On 2 February 2017 at 06:47, Eric Biggers <ebigge...@gmail.com> wrote:
> On Mon, Jan 30, 2017 at 02:11:29PM +0000, Ard Biesheuvel wrote:
>> Instead of unconditionally forcing 4 byte alignment for all generic
>> chaining modes that rely on crypto_xor() or crypto_inc() (which may
>> result in unnecessary copying of data when the underlying hardware
>> can perform unaligned accesses efficiently), make those functions
>> deal with unaligned input explicitly, but only if the Kconfig symbol
>> HAVE_EFFICIENT_UNALIGNED_ACCESS is set. This will allow us to drop
>> the alignmasks from the CBC, CMAC, CTR, CTS, PCBC and SEQIV drivers.
>>
>> For crypto_inc(), this simply involves making the 4-byte stride
>> conditional on HAVE_EFFICIENT_UNALIGNED_ACCESS being set, given that
>> it typically operates on 16 byte buffers.
>>
>> For crypto_xor(), an algorithm is implemented that simply runs through
>> the input using the largest strides possible if unaligned accesses are
>> allowed. If they are not, an optimal sequence of memory accesses is
>> emitted that takes the relative alignment of the input buffers into
>> account, e.g., if the relative misalignment of dst and src is 4 bytes,
>> the entire xor operation will be completed using 4 byte loads and stores
>> (modulo unaligned bits at the start and end).
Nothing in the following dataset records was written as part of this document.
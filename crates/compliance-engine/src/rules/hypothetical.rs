use shared_types::{Finding, RuleType, Severity};

use crate::catalog::HypotheticalPerformanceRules;
use crate::patterns::{any_match, find_pattern_context};

/// Check projected or expected performance for the required warnings.
///
/// Any single warning anywhere in the text satisfies every projection.
pub fn check_hypothetical_performance(
    text: &str,
    rules: &HypotheticalPerformanceRules,
) -> Vec<Finding> {
    let mut findings = Vec::new();

    for pattern in &rules.prohibited_without_disclosure {
        if pattern.is_match(text) && !any_match(text, &rules.required_warnings) {
            findings.push(Finding {
                rule_type: RuleType::HypotheticalPerformance,
                severity: Severity::High,
                description: format!(
                    "Hypothetical performance without required warnings: {}",
                    pattern.source()
                ),
                location: Some(find_pattern_context(text, pattern)),
                suggestion: "Add clear disclosure that this is hypothetical performance, \
                             includes risks and limitations"
                    .to_string(),
            });
        }
    }

    findings
}
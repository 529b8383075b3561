use shared_types::{Finding, RuleType, Severity};

use crate::catalog::TestimonialsEndorsementsRules;
use crate::patterns::{find_pattern_context, missing_patterns};

/// Check testimonials and endorsements for the required disclosures.
///
/// Emits one finding per triggering indicator, not per missing disclosure.
pub fn check_testimonials_endorsements(
    text: &str,
    rules: &TestimonialsEndorsementsRules,
) -> Vec<Finding> {
    let mut findings = Vec::new();

    for indicator in &rules.client_indicators {
        if !indicator.is_match(text) {
            continue;
        }

        if !missing_patterns(text, &rules.required_disclosures).is_empty() {
            findings.push(Finding {
                rule_type: RuleType::TestimonialsEndorsements,
                severity: Severity::High,
                description: "Testimonial/endorsement missing required disclosures".to_string(),
                location: Some(find_pattern_context(text, indicator)),
                suggestion: "Add disclosures about compensation, conflicts of interest, and \
                             client/investor status"
                    .to_string(),
            });
        }
    }

    findings
}
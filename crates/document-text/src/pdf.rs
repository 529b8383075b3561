use std::panic::catch_unwind;

use shared_types::{DocumentFormat, ExtractedText, ExtractionError};

/// Extract all page text from PDF bytes
pub fn extract_pdf(bytes: &[u8]) -> Result<ExtractedText, ExtractionError> {
    if bytes.len() < 4 || &bytes[0..4] != b"%PDF" {
        return Err(ExtractionError::Pdf("missing %PDF header".to_string()));
    }

    // The parser panics on some malformed streams instead of returning an error
    let parsed = catch_unwind(|| -> Result<(String, u32), ExtractionError> {
        let document = pdf_extract::Document::load_mem(bytes).map_err(|e| pdf_error(&e.to_string()))?;
        let page_count = document.get_pages().len() as u32;
        let text =
            pdf_extract::extract_text_from_mem(bytes).map_err(|e| pdf_error(&e.to_string()))?;
        Ok((text, page_count))
    })
    .map_err(|_| ExtractionError::Pdf("malformed PDF content".to_string()))?;

    let (text, page_count) = parsed?;
    Ok(ExtractedText::new(&text, page_count, DocumentFormat::Pdf))
}

fn pdf_error(message: &str) -> ExtractionError {
    let lower = message.to_lowercase();
    if lower.contains("encrypted") || lower.contains("password") {
        ExtractionError::Pdf(format!("document is password protected ({})", message))
    } else {
        ExtractionError::Pdf(message.to_string())
    }
}
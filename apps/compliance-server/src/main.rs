//! SEC Marketing Rule compliance server
//!
//! Accepts marketing documents (PDF, Word, plain text), screens them with the
//! compliance engine and keeps the results in memory:
//!
//! - `POST /upload-document` upload and analyze
//! - `GET /documents`, `GET /documents/{id}` recorded analyses
//! - `GET /api/rules` the active rule catalog

use std::net::SocketAddr;
use std::sync::Arc;
use std::time::Duration;

use axum::{
    extract::DefaultBodyLimit,
    routing::{get, post},
    Router,
};
use clap::Parser;
use compliance_engine::ComplianceEngine;
use document_text::DocumentTextExtractor;
use shared_types::TextExtractor;
use tower_http::cors::{Any, CorsLayer};
use tracing::{info, Level};
use tracing_subscriber::{layer::SubscriberExt, util::SubscriberInitExt, EnvFilter};

mod api;
mod error;
mod store;
#[cfg(test)]
mod tests;

use api::{
    handle_get_document, handle_health, handle_list_documents, handle_list_rules, handle_root,
    handle_upload_document,
};
use store::DocumentStore;

const MB: usize = 1024 * 1024;

/// Room for multipart boundaries and headers on top of the file itself
const MULTIPART_OVERHEAD: usize = MB;

/// Command-line arguments for the compliance server
#[derive(Parser, Debug)]
#[command(name = "compliance-server")]
#[command(about = "Screen marketing materials against the SEC marketing rule")]
struct Args {
    /// Port to listen on
    #[arg(short, long, default_value = "8000")]
    port: u16,

    /// Host address to bind to
    #[arg(long, default_value = "0.0.0.0")]
    host: String,

    /// Extraction and analysis timeout in milliseconds
    #[arg(long, default_value = "120000")]
    analysis_timeout_ms: u64,

    /// Largest accepted upload in megabytes
    #[arg(long, default_value = "600")]
    max_upload_mb: usize,

    /// Enable verbose logging
    #[arg(short, long)]
    verbose: bool,
}

/// Shared application state
#[derive(Clone)]
pub struct AppState {
    pub engine: Arc<ComplianceEngine>,
    pub extractor: Arc<dyn TextExtractor>,
    pub store: Arc<DocumentStore>,
    pub analysis_timeout: Duration,
    pub max_upload_bytes: usize,
}

impl AppState {
    pub fn new(engine: ComplianceEngine, analysis_timeout_ms: u64, max_upload_mb: usize) -> Self {
        Self {
            engine: Arc::new(engine),
            extractor: Arc::new(DocumentTextExtractor),
            store: Arc::new(DocumentStore::new()),
            analysis_timeout: Duration::from_millis(analysis_timeout_ms),
            max_upload_bytes: max_upload_mb.saturating_mul(MB),
        }
    }
}

pub fn build_router(state: AppState) -> Router {
    let cors = CorsLayer::new()
        .allow_origin(Any)
        .allow_methods(Any)
        .allow_headers(Any);

    let body_limit = state.max_upload_bytes.saturating_add(MULTIPART_OVERHEAD);

    Router::new()
        .route("/", get(handle_root))
        .route("/health", get(handle_health))
        .route("/upload-document", post(handle_upload_document))
        .route("/documents", get(handle_list_documents))
        .route("/documents/:id", get(handle_get_document))
        .route("/api/rules", get(handle_list_rules))
        .layer(DefaultBodyLimit::max(body_limit))
        .layer(cors)
        .with_state(state)
}

#[tokio::main]
async fn main() -> anyhow::Result<()> {
    let args = Args::parse();

    let log_level = if args.verbose {
        Level::DEBUG
    } else {
        Level::INFO
    };

    tracing_subscriber::registry()
        .with(EnvFilter::from_default_env().add_directive(log_level.into()))
        .with(tracing_subscriber::fmt::layer())
        .init();

    info!("Starting compliance server on {}:{}", args.host, args.port);

    let engine = ComplianceEngine::new()?;
    let state = AppState::new(engine, args.analysis_timeout_ms, args.max_upload_mb);
    let app = build_router(state);

    let addr: SocketAddr = format!("{}:{}", args.host, args.port).parse()?;
    let listener = tokio::net::TcpListener::bind(addr).await?;

    info!("Server listening on http://{}", addr);
    info!("Analysis timeout: {}ms", args.analysis_timeout_ms);
    info!("Upload limit: {}MB", args.max_upload_mb);

    axum::serve(listener, app).await?;

    Ok(())
}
Note that all expressions
>> involving startalign and misalign are simply eliminated by the compiler
>> if HAVE_EFFICIENT_UNALIGNED_ACCESS is defined.
>>
>
> Hi Ard,
>
> This is a good idea, and I think it was error-prone to be requiring 4-byte
> alignment always, and also inefficient on many architectures.
>
> The new crypto_inc() looks fine, but the new crypto_xor() is quite 
> complicated.
> I'm wondering whether it has to be that way, especially since it seems to most
> commonly be used on very small input buffers, e.g. 8 or 16-byte blocks.  There
> are a couple trivial ways it could be simplified, e.g. using 'dst' and 'src'
> directly instead of 'a' and 'b' (which also seems to improve code generation 
> by
> getting rid of the '+= len & ~mask' parts), or using sizeof(long) directly
> instead of 'size' and 'mask'.
>
> But also when I tried testing the proposed crypto_xor() on MIPS, it didn't 
> work
> correctly on a misaligned buffer.  With startalign=1, it did one iteration of
> the following loop and then exited with startalign=0 and entered the "unsigned
> long at a time" loop, which is incorrect since at that point the buffers were
> not yet fully aligned:
>

Right. I knew it was convoluted but I thought that was justified by
its correctness :-)

>>               do {
>>                       if (len < sizeof(u8))
>>                               break;
>>
>>                       if (len >= size && !(startalign & 1) && !(misalign & 
>> 1))
>>                               break;
>>
>>                       *dst++ ^= *src++;
>>                       len -= sizeof(u8);
>>                       startalign &= ~sizeof(u8);
>>               } while (misalign & 1);
>
> I think it would need to do instead:
>
>                 startalign += sizeof(u8);
>                 startalign %= sizeof(unsigned long);
>
> But I am wondering whether you considered something simpler, using the
> get_unaligned/put_unaligned helpers, maybe even using a switch statement for 
> the
> last (sizeof(long) - 1) bytes so it can be compiled as a jump table.  
> Something
> like this:
>
> #define xor_unaligned(dst, src) \
>         put_unaligned(get_unaligned(dst) ^ get_unaligned(src), (dst))
>
> void crypto_xor(u8 *dst, const u8 *src, unsigned int len)
> {
>         while (len >= sizeof(unsigned long)) {
>                 xor_unaligned((unsigned long *)dst, (unsigned long *)src);
>                 dst += sizeof(unsigned long);
>                 src += sizeof(unsigned long);
>                 len -= sizeof(unsigned long);
>         }
>
>         switch (len) {
> #ifdef CONFIG_64BIT
>         case 7:
>                 dst[6] ^= src[6];
>                 /* fall through */
>         case 6:
>                 xor_unaligned((u16 *)&dst[4], (u16 *)&src[4]);
>                 goto len_4;
>         case 5:
>                 dst[4] ^= src[4];
>                 /* fall through */
>         case 4:
>         len_4:
>                 xor_unaligned((u32 *)dst, (u32 *)src);
>                 break;
> #endif
>         case 3:
>                 dst[2] ^= src[2];
>                 /* fall through */
>         case 2:
>                 xor_unaligned((u16 *)dst, (u16 *)src);
>                 break;
>         case 1:
>                 dst[0] ^= src[0];
>                 break;
>         }
> }
>
> That would seem like a better choice for small buffers, which seems to be the
> more common case.  It should generate slightly faster code on architectures 
> with
> fast unaligned access like x86_64, while still being sufficient on 
> architectures
> without --- perhaps even faster, since it wouldn't have as many branches.
>

Well, what I tried to deal with explicitly is misaligned dst and src
by, e.g., 4 bytes. In my implementation, the idea was that it would
run through the entire input using 32-bit loads and stores, and the
standard unaligned accessors always take the hit of bytewise accesses
on architectures that don't have hardware support.